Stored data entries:
- - - -
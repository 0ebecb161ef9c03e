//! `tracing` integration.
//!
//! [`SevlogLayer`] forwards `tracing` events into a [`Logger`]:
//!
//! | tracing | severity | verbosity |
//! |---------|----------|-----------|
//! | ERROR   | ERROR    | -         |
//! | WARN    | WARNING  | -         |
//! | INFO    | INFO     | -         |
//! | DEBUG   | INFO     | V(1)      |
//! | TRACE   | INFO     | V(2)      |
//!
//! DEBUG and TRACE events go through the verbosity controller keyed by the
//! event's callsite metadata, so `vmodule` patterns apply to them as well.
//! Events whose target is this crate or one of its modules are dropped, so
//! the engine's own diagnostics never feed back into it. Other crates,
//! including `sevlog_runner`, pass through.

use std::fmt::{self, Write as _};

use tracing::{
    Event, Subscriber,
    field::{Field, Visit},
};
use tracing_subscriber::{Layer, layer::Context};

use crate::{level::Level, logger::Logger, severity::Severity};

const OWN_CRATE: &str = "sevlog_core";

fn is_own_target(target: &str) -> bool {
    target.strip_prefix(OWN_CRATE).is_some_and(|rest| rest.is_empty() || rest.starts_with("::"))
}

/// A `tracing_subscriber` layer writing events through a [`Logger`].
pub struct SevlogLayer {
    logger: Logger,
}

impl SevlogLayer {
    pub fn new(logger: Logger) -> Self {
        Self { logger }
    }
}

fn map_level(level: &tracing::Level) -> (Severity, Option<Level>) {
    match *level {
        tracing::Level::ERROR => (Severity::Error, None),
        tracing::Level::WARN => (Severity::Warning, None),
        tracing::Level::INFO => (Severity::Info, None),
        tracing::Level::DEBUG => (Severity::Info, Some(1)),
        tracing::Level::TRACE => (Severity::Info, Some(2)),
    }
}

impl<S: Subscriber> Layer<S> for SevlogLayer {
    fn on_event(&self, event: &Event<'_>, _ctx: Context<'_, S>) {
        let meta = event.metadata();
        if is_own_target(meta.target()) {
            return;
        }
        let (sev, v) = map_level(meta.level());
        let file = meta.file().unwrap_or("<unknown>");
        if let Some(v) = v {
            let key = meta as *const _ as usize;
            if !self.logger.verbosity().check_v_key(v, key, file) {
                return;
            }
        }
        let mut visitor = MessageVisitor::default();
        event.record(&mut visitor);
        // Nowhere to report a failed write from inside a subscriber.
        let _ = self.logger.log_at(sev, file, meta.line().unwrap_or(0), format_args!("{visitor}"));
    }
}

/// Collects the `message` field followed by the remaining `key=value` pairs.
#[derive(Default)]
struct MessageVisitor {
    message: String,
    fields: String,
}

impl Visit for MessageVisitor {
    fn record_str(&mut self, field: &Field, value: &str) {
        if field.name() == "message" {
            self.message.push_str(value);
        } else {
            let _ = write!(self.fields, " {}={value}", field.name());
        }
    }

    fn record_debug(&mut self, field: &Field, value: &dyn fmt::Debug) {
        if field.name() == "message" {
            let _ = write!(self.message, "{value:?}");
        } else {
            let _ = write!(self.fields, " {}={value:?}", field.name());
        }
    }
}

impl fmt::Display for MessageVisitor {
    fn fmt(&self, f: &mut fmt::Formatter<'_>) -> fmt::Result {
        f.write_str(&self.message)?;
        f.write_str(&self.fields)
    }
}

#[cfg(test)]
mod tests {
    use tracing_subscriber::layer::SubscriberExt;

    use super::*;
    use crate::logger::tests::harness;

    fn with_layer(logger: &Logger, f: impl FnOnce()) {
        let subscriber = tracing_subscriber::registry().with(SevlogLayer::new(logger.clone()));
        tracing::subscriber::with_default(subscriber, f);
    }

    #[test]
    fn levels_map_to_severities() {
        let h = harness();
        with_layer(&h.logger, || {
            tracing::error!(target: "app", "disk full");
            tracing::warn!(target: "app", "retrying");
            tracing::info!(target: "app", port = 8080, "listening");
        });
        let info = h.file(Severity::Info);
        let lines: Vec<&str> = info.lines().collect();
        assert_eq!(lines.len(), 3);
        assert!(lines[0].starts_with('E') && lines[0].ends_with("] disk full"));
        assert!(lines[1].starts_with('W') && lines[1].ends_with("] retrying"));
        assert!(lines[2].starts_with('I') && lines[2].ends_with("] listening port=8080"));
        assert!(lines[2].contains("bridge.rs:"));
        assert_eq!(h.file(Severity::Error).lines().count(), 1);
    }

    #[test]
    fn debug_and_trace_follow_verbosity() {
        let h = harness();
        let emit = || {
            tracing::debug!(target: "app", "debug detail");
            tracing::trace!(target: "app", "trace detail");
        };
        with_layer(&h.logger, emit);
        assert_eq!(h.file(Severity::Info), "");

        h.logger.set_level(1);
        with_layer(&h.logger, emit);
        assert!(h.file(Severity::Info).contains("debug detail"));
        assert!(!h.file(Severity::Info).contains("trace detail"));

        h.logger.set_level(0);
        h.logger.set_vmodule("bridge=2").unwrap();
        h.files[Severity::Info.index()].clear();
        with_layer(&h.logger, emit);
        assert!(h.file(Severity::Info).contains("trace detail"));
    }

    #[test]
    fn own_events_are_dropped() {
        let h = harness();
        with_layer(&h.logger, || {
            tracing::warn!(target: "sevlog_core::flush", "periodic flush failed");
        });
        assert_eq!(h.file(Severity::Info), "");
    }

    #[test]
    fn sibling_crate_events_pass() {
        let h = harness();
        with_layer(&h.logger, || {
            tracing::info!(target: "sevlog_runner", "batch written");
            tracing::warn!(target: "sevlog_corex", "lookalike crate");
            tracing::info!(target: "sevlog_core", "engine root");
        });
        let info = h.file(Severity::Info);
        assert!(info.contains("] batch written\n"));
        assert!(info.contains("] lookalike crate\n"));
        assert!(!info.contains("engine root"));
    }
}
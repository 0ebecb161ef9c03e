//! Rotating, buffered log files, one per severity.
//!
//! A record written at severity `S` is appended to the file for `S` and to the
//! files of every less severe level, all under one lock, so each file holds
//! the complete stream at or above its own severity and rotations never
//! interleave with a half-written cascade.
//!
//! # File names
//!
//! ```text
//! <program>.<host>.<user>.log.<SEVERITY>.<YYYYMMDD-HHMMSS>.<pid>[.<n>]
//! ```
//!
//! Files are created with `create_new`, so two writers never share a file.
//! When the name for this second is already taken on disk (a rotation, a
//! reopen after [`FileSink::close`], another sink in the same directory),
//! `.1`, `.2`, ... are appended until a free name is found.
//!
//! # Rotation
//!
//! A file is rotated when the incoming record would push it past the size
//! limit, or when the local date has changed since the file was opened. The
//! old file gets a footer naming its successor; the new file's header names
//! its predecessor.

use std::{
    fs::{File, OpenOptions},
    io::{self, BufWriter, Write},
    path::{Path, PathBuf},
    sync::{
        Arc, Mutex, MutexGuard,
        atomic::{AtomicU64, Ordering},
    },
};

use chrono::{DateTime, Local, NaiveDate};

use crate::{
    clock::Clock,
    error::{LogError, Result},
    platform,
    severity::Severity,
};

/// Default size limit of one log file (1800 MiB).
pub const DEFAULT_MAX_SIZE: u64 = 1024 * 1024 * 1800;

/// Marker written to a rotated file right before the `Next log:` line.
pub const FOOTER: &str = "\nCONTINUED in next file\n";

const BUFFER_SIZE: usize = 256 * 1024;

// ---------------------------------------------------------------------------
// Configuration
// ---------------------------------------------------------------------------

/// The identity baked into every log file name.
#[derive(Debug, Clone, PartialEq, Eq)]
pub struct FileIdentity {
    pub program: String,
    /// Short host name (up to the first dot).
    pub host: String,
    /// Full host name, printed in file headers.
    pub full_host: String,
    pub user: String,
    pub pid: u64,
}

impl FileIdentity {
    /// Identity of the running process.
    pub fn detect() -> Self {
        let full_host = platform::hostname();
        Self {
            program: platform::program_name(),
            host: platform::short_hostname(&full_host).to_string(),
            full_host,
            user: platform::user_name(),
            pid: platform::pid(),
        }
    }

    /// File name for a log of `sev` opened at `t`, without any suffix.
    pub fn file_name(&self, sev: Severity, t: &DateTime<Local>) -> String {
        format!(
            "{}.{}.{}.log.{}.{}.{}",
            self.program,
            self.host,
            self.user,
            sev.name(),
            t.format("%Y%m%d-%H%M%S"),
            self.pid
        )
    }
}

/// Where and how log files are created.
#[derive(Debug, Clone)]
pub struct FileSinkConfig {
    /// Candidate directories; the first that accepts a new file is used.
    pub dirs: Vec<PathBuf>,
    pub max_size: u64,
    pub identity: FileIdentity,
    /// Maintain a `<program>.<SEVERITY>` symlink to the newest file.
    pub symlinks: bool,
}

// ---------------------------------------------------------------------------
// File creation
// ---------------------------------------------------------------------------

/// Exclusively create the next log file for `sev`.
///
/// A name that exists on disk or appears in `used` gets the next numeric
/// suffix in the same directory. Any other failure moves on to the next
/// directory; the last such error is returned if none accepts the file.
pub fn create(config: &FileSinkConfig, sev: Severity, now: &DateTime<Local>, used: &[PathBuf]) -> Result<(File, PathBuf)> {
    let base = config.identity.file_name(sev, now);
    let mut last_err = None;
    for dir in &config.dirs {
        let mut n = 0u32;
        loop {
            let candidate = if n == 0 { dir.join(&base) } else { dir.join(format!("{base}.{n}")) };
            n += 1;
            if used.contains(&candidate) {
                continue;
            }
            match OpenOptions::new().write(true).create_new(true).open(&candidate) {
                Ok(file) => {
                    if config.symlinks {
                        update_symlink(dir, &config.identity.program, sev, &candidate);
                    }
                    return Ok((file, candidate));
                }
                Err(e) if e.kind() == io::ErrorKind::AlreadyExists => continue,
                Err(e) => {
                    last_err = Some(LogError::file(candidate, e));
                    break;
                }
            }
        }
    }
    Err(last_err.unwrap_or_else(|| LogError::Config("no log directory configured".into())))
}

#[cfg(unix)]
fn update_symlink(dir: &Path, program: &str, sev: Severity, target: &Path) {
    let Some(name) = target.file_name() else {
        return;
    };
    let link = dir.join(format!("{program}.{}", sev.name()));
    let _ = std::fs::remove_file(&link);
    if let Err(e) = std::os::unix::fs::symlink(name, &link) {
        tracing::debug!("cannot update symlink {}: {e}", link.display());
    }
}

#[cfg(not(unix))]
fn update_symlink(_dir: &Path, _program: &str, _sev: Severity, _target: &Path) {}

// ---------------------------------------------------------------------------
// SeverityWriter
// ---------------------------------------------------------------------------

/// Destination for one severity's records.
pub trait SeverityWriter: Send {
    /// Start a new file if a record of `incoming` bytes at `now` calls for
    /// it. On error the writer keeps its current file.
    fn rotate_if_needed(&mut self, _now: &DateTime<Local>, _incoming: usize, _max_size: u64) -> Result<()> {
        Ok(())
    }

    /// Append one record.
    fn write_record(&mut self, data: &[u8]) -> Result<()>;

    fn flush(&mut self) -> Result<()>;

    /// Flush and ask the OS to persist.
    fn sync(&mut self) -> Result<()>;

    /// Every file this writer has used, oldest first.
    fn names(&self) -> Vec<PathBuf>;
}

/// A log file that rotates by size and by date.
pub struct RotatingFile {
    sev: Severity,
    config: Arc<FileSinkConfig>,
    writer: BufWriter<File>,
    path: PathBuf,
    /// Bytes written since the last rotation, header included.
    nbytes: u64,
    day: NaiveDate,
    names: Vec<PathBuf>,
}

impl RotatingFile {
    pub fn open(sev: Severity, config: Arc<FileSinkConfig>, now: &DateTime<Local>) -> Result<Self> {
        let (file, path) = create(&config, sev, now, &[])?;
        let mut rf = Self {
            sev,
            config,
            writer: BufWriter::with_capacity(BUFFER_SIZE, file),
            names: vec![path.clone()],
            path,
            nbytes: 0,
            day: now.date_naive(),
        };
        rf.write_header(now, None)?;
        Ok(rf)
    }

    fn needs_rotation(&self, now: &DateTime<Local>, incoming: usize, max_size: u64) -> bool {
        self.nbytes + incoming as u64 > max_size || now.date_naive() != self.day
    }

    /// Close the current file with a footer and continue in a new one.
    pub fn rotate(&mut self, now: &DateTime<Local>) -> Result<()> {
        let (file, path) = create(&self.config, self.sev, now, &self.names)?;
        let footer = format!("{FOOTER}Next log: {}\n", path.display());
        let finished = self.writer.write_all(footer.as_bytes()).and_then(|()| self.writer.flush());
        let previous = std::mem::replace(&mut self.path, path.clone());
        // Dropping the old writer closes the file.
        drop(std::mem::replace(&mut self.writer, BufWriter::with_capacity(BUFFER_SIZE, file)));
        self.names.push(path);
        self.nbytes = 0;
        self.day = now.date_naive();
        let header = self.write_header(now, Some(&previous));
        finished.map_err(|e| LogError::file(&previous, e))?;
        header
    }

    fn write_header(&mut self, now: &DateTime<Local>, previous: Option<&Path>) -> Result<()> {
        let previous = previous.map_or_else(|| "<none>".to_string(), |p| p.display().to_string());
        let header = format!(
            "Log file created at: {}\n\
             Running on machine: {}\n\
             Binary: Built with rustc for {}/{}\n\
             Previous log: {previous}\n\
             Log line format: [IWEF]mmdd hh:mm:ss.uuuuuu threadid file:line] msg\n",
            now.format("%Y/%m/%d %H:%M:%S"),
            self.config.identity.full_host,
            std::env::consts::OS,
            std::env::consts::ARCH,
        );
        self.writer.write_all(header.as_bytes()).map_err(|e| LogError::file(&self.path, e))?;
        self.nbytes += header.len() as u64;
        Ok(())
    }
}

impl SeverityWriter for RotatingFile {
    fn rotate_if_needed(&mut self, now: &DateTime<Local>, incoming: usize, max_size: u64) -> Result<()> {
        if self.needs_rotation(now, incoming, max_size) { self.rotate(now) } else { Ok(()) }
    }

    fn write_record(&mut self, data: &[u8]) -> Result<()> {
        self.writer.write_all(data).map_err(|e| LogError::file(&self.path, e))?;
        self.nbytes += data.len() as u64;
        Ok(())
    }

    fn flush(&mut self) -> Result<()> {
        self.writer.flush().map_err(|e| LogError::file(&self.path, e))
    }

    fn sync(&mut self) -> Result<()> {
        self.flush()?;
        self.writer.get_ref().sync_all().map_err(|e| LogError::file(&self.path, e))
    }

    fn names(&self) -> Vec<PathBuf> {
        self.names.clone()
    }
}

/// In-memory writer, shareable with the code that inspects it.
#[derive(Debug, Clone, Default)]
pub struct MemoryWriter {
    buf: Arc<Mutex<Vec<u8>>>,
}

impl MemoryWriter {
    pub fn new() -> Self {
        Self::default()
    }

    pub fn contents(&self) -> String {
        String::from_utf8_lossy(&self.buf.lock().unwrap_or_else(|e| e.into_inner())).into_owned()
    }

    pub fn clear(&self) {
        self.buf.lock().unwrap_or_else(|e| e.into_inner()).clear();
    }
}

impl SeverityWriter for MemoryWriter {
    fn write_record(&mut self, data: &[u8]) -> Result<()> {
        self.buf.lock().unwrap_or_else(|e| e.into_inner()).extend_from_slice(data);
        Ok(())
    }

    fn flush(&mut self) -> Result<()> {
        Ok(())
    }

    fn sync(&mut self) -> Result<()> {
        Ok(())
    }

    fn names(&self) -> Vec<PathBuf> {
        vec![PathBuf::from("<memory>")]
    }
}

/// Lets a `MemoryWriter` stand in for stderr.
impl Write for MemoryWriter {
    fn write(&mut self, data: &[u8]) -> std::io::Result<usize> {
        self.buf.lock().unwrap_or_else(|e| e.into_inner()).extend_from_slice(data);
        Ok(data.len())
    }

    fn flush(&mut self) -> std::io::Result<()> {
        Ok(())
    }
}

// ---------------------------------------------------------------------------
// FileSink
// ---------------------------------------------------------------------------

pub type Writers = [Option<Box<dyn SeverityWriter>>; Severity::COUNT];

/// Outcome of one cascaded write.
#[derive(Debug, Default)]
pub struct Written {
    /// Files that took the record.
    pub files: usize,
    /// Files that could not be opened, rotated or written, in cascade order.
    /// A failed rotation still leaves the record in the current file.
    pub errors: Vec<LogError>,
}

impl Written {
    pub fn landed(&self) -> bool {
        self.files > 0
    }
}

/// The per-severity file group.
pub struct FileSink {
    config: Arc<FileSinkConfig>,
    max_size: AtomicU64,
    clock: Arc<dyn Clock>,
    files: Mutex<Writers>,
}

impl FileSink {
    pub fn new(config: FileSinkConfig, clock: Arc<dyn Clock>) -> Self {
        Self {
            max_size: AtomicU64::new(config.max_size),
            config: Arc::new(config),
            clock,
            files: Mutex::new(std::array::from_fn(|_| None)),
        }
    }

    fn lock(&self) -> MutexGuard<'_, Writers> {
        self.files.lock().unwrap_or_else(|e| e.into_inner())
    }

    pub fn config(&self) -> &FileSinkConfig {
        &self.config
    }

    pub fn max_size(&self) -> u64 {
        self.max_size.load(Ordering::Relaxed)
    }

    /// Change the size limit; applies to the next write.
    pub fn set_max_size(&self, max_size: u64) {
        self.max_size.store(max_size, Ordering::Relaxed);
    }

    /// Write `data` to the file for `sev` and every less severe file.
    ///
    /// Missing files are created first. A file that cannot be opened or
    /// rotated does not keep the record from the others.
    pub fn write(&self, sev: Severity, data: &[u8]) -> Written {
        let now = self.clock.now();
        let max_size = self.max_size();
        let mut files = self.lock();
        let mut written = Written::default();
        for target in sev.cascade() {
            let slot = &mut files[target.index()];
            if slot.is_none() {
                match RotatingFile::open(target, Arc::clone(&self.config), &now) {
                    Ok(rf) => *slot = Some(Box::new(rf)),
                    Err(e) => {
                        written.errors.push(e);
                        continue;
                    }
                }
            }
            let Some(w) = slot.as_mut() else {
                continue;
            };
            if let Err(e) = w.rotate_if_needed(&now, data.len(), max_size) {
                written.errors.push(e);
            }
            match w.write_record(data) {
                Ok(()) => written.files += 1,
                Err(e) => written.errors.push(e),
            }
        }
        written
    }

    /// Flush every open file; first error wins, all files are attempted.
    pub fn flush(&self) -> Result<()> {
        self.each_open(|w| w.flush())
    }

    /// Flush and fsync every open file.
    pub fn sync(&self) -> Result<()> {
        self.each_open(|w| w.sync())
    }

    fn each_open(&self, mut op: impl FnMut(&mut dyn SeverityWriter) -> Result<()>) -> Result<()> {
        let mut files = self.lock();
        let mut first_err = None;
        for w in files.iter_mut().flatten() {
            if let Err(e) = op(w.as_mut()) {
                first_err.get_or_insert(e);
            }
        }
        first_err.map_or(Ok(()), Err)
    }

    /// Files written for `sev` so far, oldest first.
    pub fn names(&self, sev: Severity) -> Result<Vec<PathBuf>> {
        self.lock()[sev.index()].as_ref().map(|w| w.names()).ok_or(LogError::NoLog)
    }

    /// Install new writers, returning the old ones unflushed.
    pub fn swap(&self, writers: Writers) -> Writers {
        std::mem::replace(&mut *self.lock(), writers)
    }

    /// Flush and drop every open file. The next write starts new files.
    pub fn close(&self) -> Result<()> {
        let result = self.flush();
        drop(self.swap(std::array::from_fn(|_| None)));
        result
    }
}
- - - -
# Your task
Among the records, find every line with the word "user" and copy it.

# Final answer
//! <program>.<host>.<user>.log.<SEVERITY>.<YYYYMMDD-HHMMSS>.<pid>[.<n>]
    pub user: String,
            user: platform::user_name(),
            self.user,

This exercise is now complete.